The Missouri River never had a Samuel Clemens, a.k.a. Mark Twain, to pilot its historic steamboats into the literary canon. Steamboating on the Great Plains in general has been shortchanged by regional historians, beginning with the great one, Walter Prescott Webb, in 1931. This was because Webb was from Texas, and steamboats were not significant drivers of white settlement on the southern plains.
On the northern plains steamboats were far more significant, and Missouri River steamboating has a good historian, Bill Lass, but our understanding of the importance of the subject has become dated. I have come to think that for our story we need a Conrad, not a Clemens. It’s a Heart of Darkness kind of story.
It has to do with conquest, the dispossession of native peoples from their lands. On the northern plains, the face of conquest has been George Armstrong Custer. Although he died trying, he represents the aggressive impulse of the movement. And we always believed that men on horseback, cavalry, were the key agents of conquest, because they rode out onto the plains and struck the natives where they were.
With the work of emergent environmental historians in the late twentieth century, we come to a different understanding of what happened. The crucial real estate on the Great Plains was riverine - the channels and valleys of the rivers and creeks. This was true for the agricultural peoples of the plains, such as the Mandan, Hidatsa, and Arikara, who farmed the river bottoms. It was equally true for the equestrian cultures, for reasons that are obvious when you think about the matter.

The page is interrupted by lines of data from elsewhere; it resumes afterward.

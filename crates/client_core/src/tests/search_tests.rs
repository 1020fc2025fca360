use super::*;
use crate::test_support::{patient, settle, ScriptedDirectory};
use tokio::time::sleep;

fn controller(directory: &Arc<ScriptedDirectory>) -> SearchController {
    SearchController::new(directory.clone(), DEFAULT_DEBOUNCE)
}

#[tokio::test(start_paused = true)]
async fn resolved_search_stores_results_in_relevance_order() {
    let directory = ScriptedDirectory::new();
    directory.answer_search("ana", Ok(vec![patient(1, "Ana Li")]));
    let search = controller(&directory);

    search.set_query("ana");
    assert_eq!(search.state().phase, SearchPhase::Debouncing);
    assert!(!search.state().pending);

    sleep(Duration::from_millis(600)).await;

    let state = search.state();
    assert_eq!(directory.search_calls(), vec!["ana".to_string()]);
    assert_eq!(state.results, vec![patient(1, "Ana Li")]);
    assert_eq!(state.error, None);
    assert!(!state.pending);
    assert_eq!(state.phase, SearchPhase::Resolved);
}

#[tokio::test(start_paused = true)]
async fn typing_within_the_window_dispatches_only_the_final_text() {
    let directory = ScriptedDirectory::new();
    directory.answer_search("ana", Ok(vec![patient(1, "Ana Li")]));
    let search = controller(&directory);

    search.set_query("a");
    sleep(Duration::from_millis(100)).await;
    search.set_query("an");
    sleep(Duration::from_millis(100)).await;
    search.set_query("ana");
    sleep(Duration::from_millis(499)).await;
    assert!(directory.search_calls().is_empty());

    sleep(Duration::from_millis(100)).await;
    assert_eq!(directory.search_calls(), vec!["ana".to_string()]);
    assert_eq!(search.state().results.len(), 1);
}

#[tokio::test(start_paused = true)]
async fn blank_query_clears_state_without_dispatch() {
    let directory = ScriptedDirectory::new();
    directory.answer_search("ana", Ok(vec![patient(1, "Ana Li")]));
    let search = controller(&directory);

    search.set_query("ana");
    sleep(Duration::from_millis(600)).await;
    assert_eq!(search.state().results.len(), 1);

    search.set_query("   ");
    let state = search.state();
    assert!(state.results.is_empty());
    assert_eq!(state.error, None);
    assert!(!state.pending);
    assert_eq!(state.phase, SearchPhase::Idle);

    search.set_query("");
    sleep(Duration::from_millis(2_000)).await;
    assert_eq!(directory.search_calls(), vec!["ana".to_string()]);
}

#[tokio::test(start_paused = true)]
async fn stale_response_never_overwrites_newer_results() {
    let directory = ScriptedDirectory::new();
    let older = directory.gate_search("ab");
    let newer = directory.gate_search("abc");
    let search = controller(&directory);

    search.set_query("ab");
    sleep(Duration::from_millis(600)).await;
    assert!(search.state().pending);

    search.set_query("abc");
    assert!(!search.state().pending, "superseded request is no longer pending");
    sleep(Duration::from_millis(600)).await;
    assert!(search.state().pending);

    newer
        .send(Ok(vec![patient(2, "Abc Bo")]))
        .expect("deliver newer");
    settle().await;
    assert_eq!(search.state().results, vec![patient(2, "Abc Bo")]);

    older
        .send(Ok(vec![patient(1, "Ab Ana")]))
        .expect("deliver older");
    settle().await;

    let state = search.state();
    assert_eq!(state.query, "abc");
    assert_eq!(state.results, vec![patient(2, "Abc Bo")]);
    assert!(!state.pending);
    assert_eq!(directory.search_calls(), vec!["ab".to_string(), "abc".to_string()]);
}

#[tokio::test(start_paused = true)]
async fn response_for_superseded_query_is_ignored_while_debouncing() {
    let directory = ScriptedDirectory::new();
    let slow = directory.gate_search("ann");
    let search = controller(&directory);

    search.set_query("ann");
    sleep(Duration::from_millis(600)).await;
    search.set_query("anna");

    slow.send(Ok(vec![patient(4, "Ann Ko")])).expect("deliver");
    settle().await;

    let state = search.state();
    assert!(state.results.is_empty());
    assert_eq!(state.phase, SearchPhase::Debouncing);
}

#[tokio::test(start_paused = true)]
async fn failure_clears_results_and_surfaces_message() {
    let directory = ScriptedDirectory::new();
    directory.answer_search("ana", Ok(vec![patient(1, "Ana Li")]));
    directory.answer_search(
        "boom",
        Err(RemoteError::from_status(500, "Database offline")),
    );
    let search = controller(&directory);

    search.set_query("ana");
    sleep(Duration::from_millis(600)).await;
    search.set_query("boom");
    sleep(Duration::from_millis(600)).await;

    let state = search.state();
    assert!(state.results.is_empty());
    assert_eq!(state.error.as_deref(), Some("Database offline"));
    assert!(!state.pending);
    assert_eq!(state.phase, SearchPhase::Failed);
    assert_eq!(directory.search_calls().len(), 2, "failures are not retried");
}

#[tokio::test(start_paused = true)]
async fn retry_redispatches_current_query_immediately() {
    let directory = ScriptedDirectory::new();
    directory.answer_search("ana", Err(RemoteError::transport("connection refused")));
    let search = controller(&directory);

    search.set_query("ana");
    sleep(Duration::from_millis(600)).await;
    assert_eq!(search.state().error.as_deref(), Some("connection refused"));

    directory.answer_search("ana", Ok(vec![patient(1, "Ana Li")]));
    assert!(search.retry());
    settle().await;

    let state = search.state();
    assert_eq!(state.error, None);
    assert_eq!(state.results, vec![patient(1, "Ana Li")]);
    assert_eq!(directory.search_calls().len(), 2);

    search.set_query("");
    assert!(!search.retry());
}

#[tokio::test(start_paused = true)]
async fn shutdown_cancels_pending_debounce() {
    let directory = ScriptedDirectory::new();
    let search = controller(&directory);

    search.set_query("ana");
    search.shutdown();
    sleep(Duration::from_millis(2_000)).await;

    assert!(directory.search_calls().is_empty());
    assert!(search.is_shut_down());

    search.set_query("bob");
    assert_eq!(search.state().query, "ana", "input after teardown is ignored");
}

#[tokio::test(start_paused = true)]
async fn completion_after_shutdown_is_a_no_op() {
    let directory = ScriptedDirectory::new();
    let gate = directory.gate_search("ana");
    let search = controller(&directory);

    search.set_query("ana");
    sleep(Duration::from_millis(600)).await;
    search.shutdown();

    gate.send(Ok(vec![patient(1, "Ana Li")])).expect("deliver");
    settle().await;

    assert!(search.state().results.is_empty());
}

#[tokio::test(start_paused = true)]
async fn settle_reports_how_each_response_was_handled() {
    let directory = ScriptedDirectory::new();
    let search = controller(&directory);

    search.set_query("ana");
    let stale = search.generation();
    search.set_query("anab");
    let current = search.generation();
    assert!(current > stale);

    assert_eq!(search.settle(stale, Ok(vec![patient(1, "Ana Li")])), Settlement::Superseded);
    assert_eq!(search.settle(current, Ok(Vec::new())), Settlement::Applied);

    search.shutdown();
    assert_eq!(search.settle(current, Ok(Vec::new())), Settlement::TornDown);
}

#[tokio::test(start_paused = true)]
async fn subscribers_observe_the_phase_sequence() {
    let directory = ScriptedDirectory::new();
    directory.answer_search("ana", Ok(vec![patient(1, "Ana Li")]));
    let search = controller(&directory);
    let mut updates = search.subscribe();

    search.set_query("ana");
    assert_eq!(updates.borrow_and_update().phase, SearchPhase::Debouncing);

    sleep(Duration::from_millis(600)).await;
    assert!(updates.has_changed().expect("sender alive"));
    assert_eq!(updates.borrow_and_update().phase, SearchPhase::Resolved);
}

#[tokio::test(start_paused = true)]
async fn repeating_the_same_text_does_not_restart_the_window() {
    let directory = ScriptedDirectory::new();
    let search = controller(&directory);

    search.set_query("ana");
    sleep(Duration::from_millis(300)).await;
    search.set_query("ana");
    sleep(Duration::from_millis(250)).await;

    assert_eq!(directory.search_calls(), vec!["ana".to_string()]);
}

Shelter was one value of the river valleys for native peoples. They needed it, but more than that, their horses needed it. We think of Plains Indians as hunters, but more importantly, they were pastoralists, taking care of large herds, which on the northern plains needed winter shelter along the rivers.
There was forage all around, but in crucial winter-survival time, it was snow-covered. Horses were kept alive with browse, green woody growth from the riverbanks. Their keepers needed the timber of the same territory for fuel. Take possession of the rivers, and the native peoples cannot hold.
Much as cavalrymen may have disparaged infantrymen, it was forts, not horsemen, who took the country. And the forts were on the rivers, which were plied by steamboats that not only supplied the armies but also depleted native resources - burning wood and dispersing game.
Why did did Sitting Bull so ardently, albeit hopelessly, assail Fort Mandan and Fort Buford? He knew. Just as General Alfred Sully, who built Fort Mandan, knew. Modern armies of the nineteenth century could not operate without steam-powered support - either railroads or steamboats. Sully was criticized in 1863 for refusing to advance into Indian country because, he said, the water was to low for his boats - but he knew.
If you wonder why I liken this situation to Joseph Conrad’s novel, and you are familiar with that work, then consider this: in 1864, Sully ordered the heads of three Yanktonai men to be severed from their bodies and mounted on pikes. In the heart of Dakota Territory.